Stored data
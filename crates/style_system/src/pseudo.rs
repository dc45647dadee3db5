//! `_`-prefixed pseudo-state props and their selector table.

use std::cell::RefCell;
use std::collections::HashMap;

use serde_json::Value;

use crate::StyleObject;

/// Marker that flags a prop as a pseudo-state block.
pub const PSEUDO_PREFIX: char = '_';

const DEFAULT_CACHE_CAPACITY: usize = 256;

/// Pseudo-state name (without the prefix) to selector. `&` stands for the styled element.
const PSEUDO_SELECTORS: &[(&str, &str)] = &[
    ("hover", "&:hover, &[data-hover]"),
    ("active", "&:active, &[data-active]"),
    ("focus", "&:focus, &[data-focus]"),
    ("focusWithin", "&:focus-within"),
    ("focusVisible", "&:focus-visible"),
    (
        "disabled",
        "&[disabled], &[aria-disabled=true], &[data-disabled]",
    ),
    (
        "readOnly",
        "&[aria-readonly=true], &[readonly], &[data-readonly]",
    ),
    ("invalid", "&[aria-invalid=true], &[data-invalid]"),
    ("checked", "&[aria-checked=true], &[data-checked]"),
    (
        "indeterminate",
        "&:indeterminate, &[aria-checked=mixed], &[data-indeterminate]",
    ),
    ("expanded", "&[aria-expanded=true], &[data-expanded]"),
    ("selected", "&[aria-selected=true], &[data-selected]"),
    ("pressed", "&[aria-pressed=true], &[data-pressed]"),
    ("grabbed", "&[aria-grabbed=true], &[data-grabbed]"),
    ("loading", "&[data-loading], &[aria-busy=true]"),
    ("hidden", "&[hidden], &[data-hidden]"),
    ("activeLink", "&[aria-current=page]"),
    ("visited", "&:visited"),
    ("empty", "&:empty"),
    ("first", "&:first-of-type"),
    ("last", "&:last-of-type"),
    ("notFirst", "&:not(:first-of-type)"),
    ("notLast", "&:not(:last-of-type)"),
    ("even", "&:nth-of-type(even)"),
    ("odd", "&:nth-of-type(odd)"),
    ("before", "&::before"),
    ("after", "&::after"),
    ("placeholder", "&::placeholder"),
    ("selection", "&::selection"),
    ("groupHover", "[role=group]:hover &, [data-group]:hover &"),
    ("dark", "[data-ui-color-mode=dark] &"),
    ("light", "[data-ui-color-mode=light] &"),
];

/// Bounded memo for resolved keys. Clears half of its entries when full.
#[derive(Debug)]
struct SelectorCache {
    entries: HashMap<String, String>,
    max_size: usize,
}

impl SelectorCache {
    fn with_capacity(max_size: usize) -> Self {
        Self {
            entries: HashMap::with_capacity(max_size),
            max_size: max_size.max(1),
        }
    }

    fn get(&self, prop: &str) -> Option<&String> {
        self.entries.get(prop)
    }

    fn insert(&mut self, prop: String, resolved: String) {
        if self.entries.len() >= self.max_size {
            self.evict_half();
        }
        self.entries.insert(prop, resolved);
    }

    fn evict_half(&mut self) {
        let target = (self.entries.len() / 2).max(1);
        let keys: Vec<_> = self.entries.keys().take(target).cloned().collect();
        for key in keys {
            self.entries.remove(&key);
        }
        tracing::trace!(evicted = target, "pseudo selector cache evicted entries");
    }
}

#[derive(Debug)]
/// Rewrites `_`-prefixed keys of a style object into selector blocks.
///
/// Prefixed keys with no table entry are kept unchanged so the caller's style is not lost.
pub struct PseudoResolver {
    selectors: HashMap<String, String>,
    cache: RefCell<SelectorCache>,
}

impl Default for PseudoResolver {
    fn default() -> Self {
        Self::new()
    }
}

impl PseudoResolver {
    /// Resolver over the built-in selector table.
    pub fn new() -> Self {
        Self::with_capacity(DEFAULT_CACHE_CAPACITY)
    }

    /// Resolver over the built-in table with a specific memo capacity.
    pub fn with_capacity(capacity: usize) -> Self {
        let selectors = PSEUDO_SELECTORS
            .iter()
            .map(|(name, selector)| ((*name).to_string(), (*selector).to_string()))
            .collect();
        Self {
            selectors,
            cache: RefCell::new(SelectorCache::with_capacity(capacity)),
        }
    }

    /// Returns the resolver with an extra (or replaced) pseudo-state selector.
    #[must_use]
    pub fn with_selector(mut self, name: impl Into<String>, selector: impl Into<String>) -> Self {
        self.selectors.insert(name.into(), selector.into());
        self.cache.borrow_mut().entries.clear();
        self
    }

    /// Selector registered for a pseudo-state name (without the prefix).
    pub fn selector(&self, name: &str) -> Option<&str> {
        self.selectors.get(name).map(String::as_str)
    }

    /// Resolves a single prop name; non-prefixed and unknown names come back unchanged.
    pub fn resolve_key(&self, prop: &str) -> String {
        if let Some(hit) = self.cache.borrow().get(prop) {
            return hit.clone();
        }

        let resolved = match prop.strip_prefix(PSEUDO_PREFIX) {
            Some(name) => match self.selectors.get(name) {
                Some(selector) => selector.clone(),
                None => {
                    tracing::debug!(prop, "unknown pseudo-state prop kept unchanged");
                    prop.to_string()
                }
            },
            None => prop.to_string(),
        };

        self.cache
            .borrow_mut()
            .insert(prop.to_string(), resolved.clone());
        resolved
    }

    /// Rewrites every prefixed key at every nesting depth. Arrays and primitives are copied.
    pub fn resolve(&self, props: &StyleObject) -> StyleObject {
        let mut next = StyleObject::new();
        for (prop, value) in props {
            let key = self.resolve_key(prop);
            let value = match value {
                Value::Object(nested) => Value::Object(self.resolve(nested)),
                other => other.clone(),
            };
            next.insert(key, value);
        }
        next
    }

    #[cfg(test)]
    fn cached_len(&self) -> usize {
        self.cache.borrow().entries.len()
    }
}

#[cfg(test)]
mod tests {
    use pretty_assertions::assert_eq;
    use serde_json::json;

    use super::*;

    fn object(value: Value) -> StyleObject {
        value.as_object().cloned().expect("object fixture")
    }

    #[test]
    fn prefixed_props_resolve_at_every_depth() {
        let resolver = PseudoResolver::new();
        let resolved = resolver.resolve(&object(json!({
            "color": "red",
            "_hover": {
                "color": "blue",
                "_disabled": { "opacity": 0.4 }
            }
        })));

        assert_eq!(
            Value::Object(resolved),
            json!({
                "color": "red",
                "&:hover, &[data-hover]": {
                    "color": "blue",
                    "&[disabled], &[aria-disabled=true], &[data-disabled]": { "opacity": 0.4 }
                }
            })
        );
    }

    #[test]
    fn arrays_and_plain_props_are_untouched() {
        let resolver = PseudoResolver::new();
        let input = object(json!({ "width": ["100%", "50%"], "_focus": "ignored-leaf" }));
        let resolved = resolver.resolve(&input);
        assert_eq!(resolved["width"], json!(["100%", "50%"]));
        assert_eq!(resolved["&:focus, &[data-focus]"], json!("ignored-leaf"));
    }

    #[test]
    fn unknown_prefixed_key_passes_through() {
        let resolver = PseudoResolver::new();
        assert_eq!(resolver.resolve_key("_wobble"), "_wobble");
        assert_eq!(resolver.resolve_key("padding"), "padding");
    }

    #[test]
    fn memo_stays_within_capacity() {
        let resolver = PseudoResolver::with_capacity(4);
        for index in 0..10 {
            let _ = resolver.resolve_key(&format!("prop{index}"));
        }
        assert!(resolver.cached_len() <= 4);
        assert_eq!(resolver.resolve_key("_hover"), "&:hover, &[data-hover]");
    }

    #[test]
    fn custom_selector_replaces_memoized_result() {
        let resolver = PseudoResolver::new();
        assert_eq!(resolver.resolve_key("_wobble"), "_wobble");
        let resolver = resolver.with_selector("wobble", "&[data-wobble]");
        assert_eq!(resolver.resolve_key("_wobble"), "&[data-wobble]");
    }
}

What to produce. A word-for-word restatement of all the records is required.

Written answer.
filename crates/style_system/src/pseudo.rs
repository dc45647dadee3db5
//! `_`-prefixed pseudo-state props and their selector table.

use std::cell::RefCell;
use std::collections::HashMap;

use serde_json::Value;

use crate::StyleObject;

/// Marker that flags a prop as a pseudo-state block.
pub const PSEUDO_PREFIX: char = '_';

const DEFAULT_CACHE_CAPACITY: usize = 256;

/// Pseudo-state name (without the prefix) to selector. `&` stands for the styled element.
const PSEUDO_SELECTORS: &[(&str, &str)] = &[
    ("hover", "&:hover, &[data-hover]"),
    ("active", "&:active, &[data-active]"),
    ("focus", "&:focus, &[data-focus]"),
    ("focusWithin", "&:focus-within"),
    ("focusVisible", "&:focus-visible"),
    (
        "disabled",
        "&[disabled], &[aria-disabled=true], &[data-disabled]",
    ),
    (
        "readOnly",
        "&[aria-readonly=true], &[readonly], &[data-readonly]",
    ),
    ("invalid", "&[aria-invalid=true], &[data-invalid]"),
    ("checked", "&[aria-checked=true], &[data-checked]"),
    (
        "indeterminate",
        "&:indeterminate, &[aria-checked=mixed], &[data-indeterminate]",
    ),
    ("expanded", "&[aria-expanded=true], &[data-expanded]"),
    ("selected", "&[aria-selected=true], &[data-selected]"),
    ("pressed", "&[aria-pressed=true], &[data-pressed]"),
    ("grabbed", "&[aria-grabbed=true], &[data-grabbed]"),
    ("loading", "&[data-loading], &[aria-busy=true]"),
    ("hidden", "&[hidden], &[data-hidden]"),
    ("activeLink", "&[aria-current=page]"),
    ("visited", "&:visited"),
    ("empty", "&:empty"),
    ("first", "&:first-of-type"),
    ("last", "&:last-of-type"),
    ("notFirst", "&:not(:first-of-type)"),
    ("notLast", "&:not(:last-of-type)"),
    ("even", "&:nth-of-type(even)"),
    ("odd", "&:nth-of-type(odd)"),
    ("before", "&::before"),
    ("after", "&::after"),
    ("placeholder", "&::placeholder"),
    ("selection", "&::selection"),
    ("groupHover", "[role=group]:hover &, [data-group]:hover &"),
    ("dark", "[data-ui-color-mode=dark] &"),
    ("light", "[data-ui-color-mode=light] &"),
];

/// Bounded memo for resolved keys. Clears half of its entries when full.
#[derive(Debug)]
struct SelectorCache {
    entries: HashMap<String, String>,
    max_size: usize,
}

impl SelectorCache {
    fn with_capacity(max_size: usize) -> Self {
        Self {
            entries: HashMap::with_capacity(max_size),
            max_size: max_size.max(1),
        }
    }

    fn get(&self, prop: &str) -> Option<&String> {
        self.entries.get(prop)
    }

    fn insert(&mut self, prop: String, resolved: String) {
        if self.entries.len() >= self.max_size {
            self.evict_half();
        }
        self.entries.insert(prop, resolved);
    }

    fn evict_half(&mut self) {
        let target = (self.entries.len() / 2).max(1);
        let keys: Vec<_> = self.entries.keys().take(target).cloned().collect();
        for key in keys {
            self.entries.remove(&key);
        }
        tracing::trace!(evicted = target, "pseudo selector cache evicted entries");
    }
}

#[derive(Debug)]
/// Rewrites `_`-prefixed keys of a style object into selector blocks.
///
/// Prefixed keys with no table entry are kept unchanged so the caller's style is not lost.
pub struct PseudoResolver {
    selectors: HashMap<String, String>,
    cache: RefCell<SelectorCache>,
}

impl Default for PseudoResolver {
    fn default() -> Self {
        Self::new()
    }
}

impl PseudoResolver {
    /// Resolver over the built-in selector table.
    pub fn new() -> Self {
        Self::with_capacity(DEFAULT_CACHE_CAPACITY)
    }

    /// Resolver over the built-in table with a specific memo capacity.
    pub fn with_capacity(capacity: usize) -> Self {
        let selectors = PSEUDO_SELECTORS
            .iter()
            .map(|(name, selector)| ((*name).to_string(), (*selector).to_string()))
            .collect();
        Self {
            selectors,
            cache: RefCell::new(SelectorCache::with_capacity(capacity)),
        }
    }

    /// Returns the resolver with an extra (or replaced) pseudo-state selector.
    #[must_use]
    pub fn with_selector(mut self, name: impl Into<String>, selector: impl Into<String>) -> Self {
        self.selectors.insert(name.into(), selector.into());
        self.cache.borrow_mut().entries.clear();
        self
    }

    /// Selector registered for a pseudo-state name (without the prefix).
    pub fn selector(&self, name: &str) -> Option<&str> {
        self.selectors.get(name).map(String::as_str)
    }

    /// Resolves a single prop name; non-prefixed and unknown names come back unchanged.
    pub fn resolve_key(&self, prop: &str) -> String {
        if let Some(hit) = self.cache.borrow().get(prop) {
            return hit.clone();
        }

        let resolved = match prop.strip_prefix(PSEUDO_PREFIX) {
            Some(name) => match self.selectors.get(name) {
                Some(selector) => selector.clone(),
                None => {
                    tracing::debug!(prop, "unknown pseudo-state prop kept unchanged");
                    prop.to_string()
                }
            },
            None => prop.to_string(),
        };

        self.cache
            .borrow_mut()
            .insert(prop.to_string(), resolved.clone());
        resolved
    }

    /// Rewrites every prefixed key at every nesting depth. Arrays and primitives are copied.
    pub fn resolve(&self, props: &StyleObject) -> StyleObject {
        let mut next = StyleObject::new();
        for (prop, value) in props {
            let key = self.resolve_key(prop);
            let value = match value {
                Value::Object(nested) => Value::Object(self.resolve(nested)),
                other => other.clone(),
            };
            next.insert(key, value);
        }
        next
    }

    #[cfg(test)]
    fn cached_len(&self) -> usize {
        self.cache.borrow().entries.len()
    }
}

#[cfg(test)]
mod tests {
    use pretty_assertions::assert_eq;
    use serde_json::json;

    use super::*;

    fn object(value: Value) -> StyleObject {
        value.as_object().cloned().expect("object fixture")
    }

    #[test]
    fn prefixed_props_resolve_at_every_depth() {
        let resolver = PseudoResolver::new();
        let resolved = resolver.resolve(&object(json!({
            "color": "red",
            "_hover": {
                "color": "blue",
                "_disabled": { "opacity": 0.4 }
            }
        })));

        assert_eq!(
            Value::Object(resolved),
            json!({
                "color": "red",
                "&:hover, &[data-hover]": {
                    "color": "blue",
                    "&[disabled], &[aria-disabled=true], &[data-disabled]": { "opacity": 0.4 }
                }
            })
        );
    }

    #[test]
    fn arrays_and_plain_props_are_untouched() {
        let resolver = PseudoResolver::new();
        let input = object(json!({ "width": ["100%", "50%"], "_focus": "ignored-leaf" }));
        let resolved = resolver.resolve(&input);
        assert_eq!(resolved["width"], json!(["100%", "50%"]));
        assert_eq!(resolved["&:focus, &[data-focus]"], json!("ignored-leaf"));
    }

    #[test]
    fn unknown_prefixed_key_passes_through() {
        let resolver = PseudoResolver::new();
        assert_eq!(resolver.resolve_key("_wobble"), "_wobble");
        assert_eq!(resolver.resolve_key("padding"), "padding");
    }

    #[test]
    fn memo_stays_within_capacity() {
        let resolver = PseudoResolver::with_capacity(4);
        for index in 0..10 {
            let _ = resolver.resolve_key(&format!("prop{index}"));
        }
        assert!(resolver.cached_len() <= 4);
        assert_eq!(resolver.resolve_key("_hover"), "&:hover, &[data-hover]");
    }

    #[test]
    fn custom_selector_replaces_memoized_result() {
        let resolver = PseudoResolver::new();
        assert_eq!(resolver.resolve_key("_wobble"), "_wobble");
        let resolver = resolver.with_selector("wobble", "&[data-wobble]");
        assert_eq!(resolver.resolve_key("_wobble"), "&[data-wobble]");
    }
}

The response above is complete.